Gay Americans celebrated a decade ago when the Supreme Court established a constitutional right to same-sex marriage in a landmark decision.
But the community was shaken several years later when the court’s conservative majority eliminated the constitutional right to abortion, showing its willingness to revisit longstanding precedent. Justice Clarence Thomas used a concurring opinion in the abortion case to urge reconsideration of Obergefell v. Hodges, the ruling that legalised gay marriage nationwide.
Those concerns have turned recently to near panic as the Trump administration has been targeting programmes and funding for the LGBTQ community, and prominent Democrats have warned that marriage rights for gay people may be at risk. Now, the justices are considering whether to hear a case that would ask them to overturn the 2015 decision, weighing the petition at their private conference on Friday.
It would take the votes of four justices to accept the case. If they decline to hear it, as many legal experts expect, they could announce the denial as soon as Monday. Were the justices to agree to hear the case, a major step, they would likely only do so after considering it in at least two consecutive conferences, the second of which would be on November 14.
The petition before the court was filed by Kim Davis, a former Kentucky county clerk who gained national prominence in 2015 when she defied a court order and refused to issue same-sex licences because of her religious beliefs. She has asked the Supreme Court to reverse an order requiring her to pay more than $300,000 to a couple denied a marriage licence and to overturn the landmark same-sex marriage ruling.

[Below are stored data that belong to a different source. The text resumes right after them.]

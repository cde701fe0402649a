//! Image tensor types.

use burn::prelude::*;
use burn::tensor::TensorData;

use crate::error::{Result, SaliencyError};
use crate::shape::ImageShape;

/// A batch-of-one image tensor with shape metadata.
///
/// Wraps a Burn tensor laid out as `(1, H, W, C)`. Construction fails for any
/// other batch size, so a value of this type is always a single image.
///
/// # Example
///
/// ```rust,ignore
/// use saliency_core::ImageTensor;
///
/// let tensor = Tensor::<NdArray, 4>::zeros([1, 224, 224, 3], &device);
/// let image = ImageTensor::new(tensor)?;
/// ```
#[derive(Debug, Clone)]
pub struct ImageTensor<B: Backend> {
    inner: Tensor<B, 4>,
    shape: ImageShape,
}

impl<B: Backend> ImageTensor<B> {
    /// Wrap a Burn tensor of shape `(1, H, W, C)`.
    ///
    /// # Errors
    ///
    /// Returns [`SaliencyError::ShapeMismatch`] if the batch dimension is not 1.
    pub fn new(tensor: Tensor<B, 4>) -> Result<Self> {
        let shape = ImageShape::from_batch_dims(&tensor.dims())?;
        Ok(Self {
            inner: tensor,
            shape,
        })
    }

    /// Build an image tensor from row-major channels-last values.
    ///
    /// # Errors
    ///
    /// Returns [`SaliencyError::ShapeMismatch`] if `values` does not hold
    /// exactly `shape.numel()` elements.
    pub fn from_vec(values: Vec<f32>, shape: ImageShape, device: &B::Device) -> Result<Self> {
        if values.len() != shape.numel() {
            return Err(SaliencyError::ShapeMismatch(format!(
                "{} values cannot fill an image of shape {}",
                values.len(),
                shape
            )));
        }
        let data = TensorData::new(values, shape.as_batch_dims());
        Ok(Self {
            inner: Tensor::from_data(data, device),
            shape,
        })
    }

    /// Create an image tensor filled with zeros.
    pub fn zeros(shape: ImageShape, device: &B::Device) -> Self {
        Self {
            inner: Tensor::zeros(shape.as_batch_dims(), device),
            shape,
        }
    }

    /// Get the shape metadata.
    #[must_use]
    pub const fn shape(&self) -> ImageShape {
        self.shape
    }

    /// Fail unless this image has exactly the `expected` shape.
    pub fn ensure_shape(&self, expected: ImageShape) -> Result<()> {
        if self.shape != expected {
            return Err(SaliencyError::ShapeMismatch(format!(
                "classifier expects input {}, got {}",
                expected, self.shape
            )));
        }
        Ok(())
    }

    /// Get a reference to the underlying Burn tensor.
    #[must_use]
    pub const fn inner(&self) -> &Tensor<B, 4> {
        &self.inner
    }

    /// Consume self and return the underlying Burn tensor.
    #[must_use]
    pub fn into_inner(self) -> Tensor<B, 4> {
        self.inner
    }

    /// Get the device the tensor is on.
    pub fn device(&self) -> B::Device {
        self.inner.device()
    }
}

That has sparked alarm. Over the summer, Hillary Clinton, the former secretary of state and Democratic presidential nominee, predicted the Supreme Court “will do to gay marriage what it did to abortion”. She warned in an interview on the podcast Raging Moderates that fewer than half the states would recognise same-sex unions if the court revoked the nationwide right.
Many legal experts, including lawyers who fought for gay marriage, have counselled calm.
Mary Bonauto, who represented James Obergefell at the Supreme Court, said she understood the fear but believed marriage rights were on solid ground.
“I know everything is being thrown up in the air and feels unstable,” Bonauto said. But she noted that several justices had discussed the importance of maintaining precedents that people have relied on to order their lives in fundamental ways.
The court said in Obergefell that the Constitution guarantees a right to same-sex marriage, calling marriage a “keystone of our social order”. The plaintiffs in the case, the court said, were seeking “equal dignity in the eyes of the law”.
“You have a precedent here, which affects our whole society,” Bonauto said, noting that there are about 8,23,000 married same–sex couples in the US raising nearly 3,00,000 children. “This is something that people need to be able to count on.”